With courage and a steely-eyed sense of duty and determination, test pilots could transition into trainee astronauts easily.
Borman’s first mission as commander was 1965’s Gemini 7, which lasted 14 days and featured a docking with another Gemini spacecraft.
Three years later, on Christmas of 1968, as commander of Apollo 8 (the first lunar orbital mission), Borman made ten orbits of the moon.
The famous “Earthrise” picture, in which Borman’s crewmate William Anders captured the blue and white Earth as a half orb rising over the desolate lunar plain, was taken during this mission.
Borman left NASA and the Air Force in 1970 to work as an advisor for Eastern Airlines. He rapidly advanced through the airline ranks, becoming president in 1975 and chairman the year after.

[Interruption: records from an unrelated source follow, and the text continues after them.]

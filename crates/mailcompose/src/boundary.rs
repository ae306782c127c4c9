//! Multipart boundary generator.
//!
//! Boundaries look like `----mailcompose-?=_1-<base>`. The `_` can never
//! appear in quoted-printable output and `?` never in base64, so an encoded
//! body can not accidentally contain a delimiter line. Bodies are not
//! scanned for collisions.

use chrono::Utc;

/// Literal prefix of every boundary.
pub const BOUNDARY_PREFIX: &str = "----mailcompose-?=_";

/// Generates unique boundaries for one message.
///
/// The counter starts at 1 and is owned by the generator, so independent
/// compositions never share state.
#[derive(Debug, Clone)]
pub struct BoundaryGenerator {
    counter: u32,
    base: String,
}

impl BoundaryGenerator {
    /// Creates a generator with a fixed base token.
    ///
    /// A fixed base makes the output fully deterministic.
    #[must_use]
    pub fn new(base: impl Into<String>) -> Self {
        Self {
            counter: 0,
            base: base.into(),
        }
    }

    /// Creates a generator whose base token is the current time in nanoseconds.
    #[must_use]
    pub fn from_clock() -> Self {
        let now = Utc::now();
        let base = now
            .timestamp_nanos_opt()
            .map_or_else(|| now.timestamp_millis().to_string(), |nanos| nanos.to_string());
        Self::new(base)
    }

    /// Generates the next boundary.
    ///
    /// # Panics
    ///
    /// Panics if the counter would overflow `u32::MAX`, which would require
    /// four billion multipart nodes in a single message.
    #[must_use]
    pub fn next(&mut self) -> String {
        self.counter = self
            .counter
            .checked_add(1)
            .unwrap_or_else(|| panic!("boundary counter overflow after {} boundaries", u32::MAX));
        format!("{BOUNDARY_PREFIX}{}-{}", self.counter, self.base)
    }

    /// Returns the number of boundaries generated so far.
    #[must_use]
    pub const fn current(&self) -> u32 {
        self.counter
    }

    /// Returns the base token.
    #[must_use]
    pub fn base(&self) -> &str {
        &self.base
    }
}

#[cfg(test)]
#[allow(
    clippy::unwrap_used,
    clippy::redundant_clone,
    clippy::manual_string_new,
    clippy::needless_collect,
    clippy::unreadable_literal,
    clippy::used_underscore_items,
    clippy::similar_names
)]
mod tests {
    use super::*;

    #[test]
    fn test_boundary_sequence() {
        let mut generator = BoundaryGenerator::new("test");
        assert_eq!(generator.next(), "----mailcompose-?=_1-test");
        assert_eq!(generator.next(), "----mailcompose-?=_2-test");
        assert_eq!(generator.current(), 2);
    }

    #[test]
    fn test_generators_are_independent() {
        let mut first = BoundaryGenerator::new("a");
        let mut second = BoundaryGenerator::new("a");
        let _ = first.next();
        let _ = first.next();
        assert_eq!(second.next(), "----mailcompose-?=_1-a");
    }

    #[test]
    fn test_uniqueness() {
        let mut generator = BoundaryGenerator::new("x");
        let mut seen = std::collections::HashSet::new();
        for _ in 0..1000 {
            assert!(seen.insert(generator.next()), "duplicate boundary generated");
        }
    }

    #[test]
    fn test_from_clock_has_numeric_base() {
        let generator = BoundaryGenerator::from_clock();
        assert!(!generator.base().is_empty());
        assert!(generator.base().chars().all(|c| c.is_ascii_digit() || c == '-'));
    }

    #[test]
    #[should_panic(expected = "boundary counter overflow")]
    fn test_overflow_detection() {
        let mut generator = BoundaryGenerator::new("x");
        generator.counter = u32::MAX;
        let _ = generator.next();
    }
}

He proposed profit sharing to employees to ease the shock of his extraordinary move to freeze wages in a traditionally high-paying industry.
In 1984, it was predicted that Eastern would incur a $580 million deficit over five years, and still, Borman persisted with a costly fleet-modernization program.
Eastern only made $6.3 million in 1985, which is hardly remarkable, and Borman was forced to go outside the firm for a solution to the company’s financial problems the following year. In exchange for cash, Eastern agreed to be acquired by Texas Air Corp., the nation’s largest airline holding company.
In his 1986 retirement announcement, Borman indicated that he would move to Las Cruces, New Mexico, to help manage his son’s automobile dealership, publish a book, and be closer to his family.
He supported launching a mission to Mars but called it “preposterous” to consider settling on Mars permanently.
Borman and his wife Susan raised two sons.